Every morning begins with a stare down between me and my arch enemy. I look in the mirror, sizing up my body as if I expect that seven hours of sleep will have caused pounds to evaporate and muscles to emerge. It’s on, I think, an obvious giveaway that I haven’t left the dream world. We’re really not lookin’ so bad. I try to comfort myself with the reminder that it’s been worse. A lot worse. Oh yeah, retorts my body. Just hop on the scale. Its been better too—you’ve been better. My enemy doesn’t even have to deliver that final jab—the one that cuts the deepest. I do that all on my own.

It’s a clever enemy who can turn you against yourself. And my enemy has all sorts of tools for doing that. Scales and mirrors are some of the most effective. But when those aren’t handy, there’s a million other ways of engaging me in the fight. Comparison’s a classic, because it doesn’t take much. It’s subjective. And if I’m not paying attention, pretty soon I’m not just telling myself that I could be better, I’m also beginning to believe that I’m inferior to everyone around me.

Couple this with years of insecurity, and for perfectionist control freaks like myself, it’s a dangerous concoction. I can change this. I can prove myself. And until I do, what’s my worth? How can I even live with myself? It’s shameful to see such thoughts in writing, but these are the lies my enemy gets me to tell myself.

Trapped in this deception, I enter the fight. I count calories. I beat my body up at the gym. I listen to the voice and step on the scale every morning — knowing what it will say before I even get on. I do this for reassurance —reassurance that my enemy isn’t gaining ground, reassurance that even if I’m not winning, at least I haven’t given up on the battle. But the irony is that the more I engage in the fighting, the more I become a slave to the enemy, to my physical body, to perfection. As I begin to buy into this belief that I can conquer and control my body—that I can beat it into submission, I enter a battle I can never win. For as long as I live on earth, I will remain imperfect.

This is something the apostle Paul understood well. In Romans, he says that believers groan with the rest of creation because we “long for our bodies to be released from sin and suffering.” Though I doubt Paul was thinking about the mirror or scale when he wrote this, he is acknowledging a reality that I’d be wise to take to heart. This First Century male who knew nothing of American culture or female body image pressure understood my struggle because he recognized the fact that we are all trapped in imperfect, broken bodies. And these bodies serve as daily reminders of our sinful nature. Creation groans because it’s under a curse. Likewise, my body has been cursed — marked as fallen. Imperfect.

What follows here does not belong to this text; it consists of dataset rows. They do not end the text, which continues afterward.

#[cfg(test)]
mod tests {
    use super::*;
    use crate::store::{Store, StoreConfig};
    use axum::{
        body::Body,
        http::{Request, StatusCode},
    };
    use serde_json::Value as Json;
    use tempfile::tempdir;
    use tower::util::ServiceExt;

    async fn create_test_app() -> (Router, tempfile::TempDir) {
        let dir = tempdir().unwrap();
        let store = Arc::new(Store::open(StoreConfig::new(dir.path())).await.unwrap());
        let state = AppState::new(store, ApiConfig::default());
        let router = build_router(state);

        (router, dir)
    }

    async fn send(app: &Router, method: &str, uri: &str, body: Option<&str>) -> (StatusCode, Json) {
        let mut builder = Request::builder().method(method).uri(uri);
        let body = match body {
            Some(b) => {
                builder = builder.header("Content-Type", "application/json");
                Body::from(b.to_string())
            }
            None => Body::empty(),
        };

        let response = app.clone().oneshot(builder.body(body).unwrap()).await.unwrap();
        let status = response.status();
        let bytes = axum::body::to_bytes(response.into_body(), usize::MAX).await.unwrap();
        let json = serde_json::from_slice(&bytes).unwrap_or(Json::Null);
        (status, json)
    }

    #[tokio::test]
    async fn test_health_live() {
        let (app, _dir) = create_test_app().await;
        let (status, _) = send(&app, "GET", "/health/live", None).await;
        assert_eq!(status, StatusCode::OK);
    }

    #[tokio::test]
    async fn test_health_full() {
        let (app, _dir) = create_test_app().await;
        let (status, body) = send(&app, "GET", "/health", None).await;
        assert_eq!(status, StatusCode::OK);
        assert_eq!(body["status"], "healthy");
        assert_eq!(body["contacts"], 0);

        let (status, _) = send(&app, "GET", "/health/ready", None).await;
        assert_eq!(status, StatusCode::OK);
    }

    #[tokio::test]
    async fn test_create_contact() {
        let (app, _dir) = create_test_app().await;

        let (status, body) = send(
            &app,
            "POST",
            "/api/v1/contacts",
            Some(r#"{"firstName":"John","lastName":"Smith","email":"john@example.com","company":"Acme Inc.","tags":["VIP"]}"#),
        )
        .await;
        assert_eq!(status, StatusCode::CREATED);
        assert_eq!(body["status"], "Lead");
        let id = body["id"].as_str().unwrap().to_string();

        let (status, body) = send(&app, "GET", &format!("/api/v1/contacts/{}", id), None).await;
        assert_eq!(status, StatusCode::OK);
        assert_eq!(body["email"], "john@example.com");

        let (status, body) = send(&app, "GET", "/api/v1/contacts?search=smith", None).await;
        assert_eq!(status, StatusCode::OK);
        assert_eq!(body["total"], 1);

        let (_, body) = send(&app, "GET", "/api/v1/contacts/companies", None).await;
        assert_eq!(body, serde_json::json!(["Acme Inc."]));
    }

    #[tokio::test]
    async fn test_create_contact_invalid_email() {
        let (app, _dir) = create_test_app().await;

        let (status, body) = send(
            &app,
            "POST",
            "/api/v1/contacts",
            Some(r#"{"firstName":"John","lastName":"Smith","email":"john.example.com","company":"Acme Inc."}"#),
        )
        .await;
        assert_eq!(status, StatusCode::BAD_REQUEST);
        assert_eq!(body["error"]["code"], "VALIDATION_ERROR");
        assert_eq!(body["error"]["fields"]["email"], "Invalid email address");

        let (_, body) = send(&app, "GET", "/api/v1/contacts", None).await;
        assert_eq!(body["total"], 0);
    }

    #[tokio::test]
    async fn test_contact_not_found() {
        let (app, _dir) = create_test_app().await;
        let (status, body) = send(&app, "DELETE", "/api/v1/contacts/nope", None).await;
        assert_eq!(status, StatusCode::NOT_FOUND);
        assert_eq!(body["error"]["code"], "NOT_FOUND");
    }

    #[tokio::test]
    async fn test_preview_bar_chart() {
        let (app, _dir) = create_test_app().await;

        let (status, body) = send(
            &app,
            "POST",
            "/api/v1/reports/preview",
            Some(r#"{"entity":"deals","fields":["stage"],"chartType":"bar","filterExpression":"stage != 'Closed Lost'"}"#),
        )
        .await;
        assert_eq!(status, StatusCode::OK);

        let viz = &body["visualization"];
        assert_eq!(viz["kind"], "chart");
        assert_eq!(viz["chartType"], "bar");
        assert_eq!(viz["title"], "Stage Distribution");
        assert_eq!(viz["series"][0]["name"], "Count");
    }

    #[tokio::test]
    async fn test_preview_rejects_incompatible_operator() {
        let (app, _dir) = create_test_app().await;

        let (status, _) = send(
            &app,
            "POST",
            "/api/v1/reports/preview",
            Some(r#"{"entity":"deals","fields":["stage"],"filterExpression":"amount contains '5'"}"#),
        )
        .await;
        assert_eq!(status, StatusCode::BAD_REQUEST);
    }

    #[tokio::test]
    async fn test_huge_in_the_last_windows() {
        let (app, _dir) = create_test_app().await;

        send(
            &app,
            "POST",
            "/api/v1/contacts",
            Some(r#"{"firstName":"John","lastName":"Smith","email":"john@example.com","company":"Acme Inc."}"#),
        )
        .await;

        let (status, body) = send(
            &app,
            "GET",
            "/api/v1/contacts?filter=createdAt%20in%20last%2099999999999",
            None,
        )
        .await;
        assert_eq!(status, StatusCode::OK);
        assert_eq!(body["total"], 1);

        let (status, body) = send(
            &app,
            "POST",
            "/api/v1/reports/preview",
            Some(r#"{"entity":"deals","fields":["stage"],"filterExpression":"closeDate in last 99999999999"}"#),
        )
        .await;
        assert_eq!(status, StatusCode::BAD_REQUEST);
        assert_eq!(body["error"]["code"], "VALIDATION_ERROR");
    }

    #[tokio::test]
    async fn test_save_run_and_export_report() {
        let (app, _dir) = create_test_app().await;

        let (status, body) = send(&app, "POST", "/api/v1/templates/template-sales-pipeline/instantiate", None).await;
        assert_eq!(status, StatusCode::OK);
        assert_eq!(body["name"], "Sales Pipeline (Copy)");

        let (status, saved) = send(&app, "POST", "/api/v1/reports", Some(body.to_string().as_str())).await;
        assert_eq!(status, StatusCode::CREATED);
        let id = saved["id"].as_str().unwrap().to_string();

        let (status, run) = send(&app, "POST", &format!("/api/v1/reports/{}/run", id), None).await;
        assert_eq!(status, StatusCode::OK);
        assert_eq!(run["entity"], "deals");

        let (_, saved) = send(&app, "GET", &format!("/api/v1/reports/{}", id), None).await;
        assert!(saved["lastRun"].is_string());

        let response = app
            .clone()
            .oneshot(
                Request::builder()
                    .uri(format!("/api/v1/reports/{}/export", id))
                    .body(Body::empty())
                    .unwrap(),
            )
            .await
            .unwrap();
        assert_eq!(response.status(), StatusCode::OK);
        assert_eq!(response.headers()["content-type"], "text/csv");
    }

    #[tokio::test]
    async fn test_save_report_requires_name() {
        let (app, _dir) = create_test_app().await;

        let (status, body) = send(
            &app,
            "POST",
            "/api/v1/reports",
            Some(r#"{"entity":"contacts","fields":["status"]}"#),
        )
        .await;
        assert_eq!(status, StatusCode::BAD_REQUEST);
        assert_eq!(body["error"]["fields"]["name"], "Report name is required");
    }

    #[tokio::test]
    async fn test_schema_and_dashboard() {
        let (app, _dir) = create_test_app().await;

        let (status, body) = send(&app, "GET", "/api/v1/schema", None).await;
        assert_eq!(status, StatusCode::OK);
        assert_eq!(body["entities"].as_array().unwrap().len(), 3);

        let (status, _) = send(&app, "GET", "/api/v1/schema/invoices", None).await;
        assert_eq!(status, StatusCode::NOT_FOUND);

        let (status, body) = send(&app, "GET", "/api/v1/dashboard", None).await;
        assert_eq!(status, StatusCode::OK);
        assert_eq!(body["totalContacts"], 0);
    }

    #[tokio::test]
    async fn test_import_contacts() {
        let (app, _dir) = create_test_app().await;

        let csv = "firstName,lastName,email,company\nJohn,Smith,john@example.com,Acme Inc.\nBad,Row,nope,Acme\n";
        let response = app
            .clone()
            .oneshot(
                Request::builder()
                    .method("POST")
                    .uri("/api/v1/contacts/import")
                    .header("Content-Type", "text/csv")
                    .body(Body::from(csv))
                    .unwrap(),
            )
            .await
            .unwrap();
        assert_eq!(response.status(), StatusCode::OK);

        let bytes = axum::body::to_bytes(response.into_body(), usize::MAX).await.unwrap();
        let body: Json = serde_json::from_slice(&bytes).unwrap();
        assert_eq!(body["status"], "partial");
        assert_eq!(body["imported"], 1);
        assert_eq!(body["errors"][0]["line"], 3);
    }
}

Paul’s perspective sheds a new light my daily battle with my body. No matter how hard I try to beat it into submission, it will always — until the return of Christ — be under the curse of sin. Furthermore, my attempts to reach perfection are only evidence that I am trying on my own, to obtain something that can only come from God. As Paul puts it: “We [believers] wait with eager hope for the day when God will give us … the new bodies he has promised us” (Romans 8:23).

This is a perfect reminder that the real battle is not the one waged in the gym and determined by the scale. The real battle is spiritual, and the battle with my body is simply a far too effective ploy the enemy of God uses to distract me from the fight against, “the spiritual forces of evil.”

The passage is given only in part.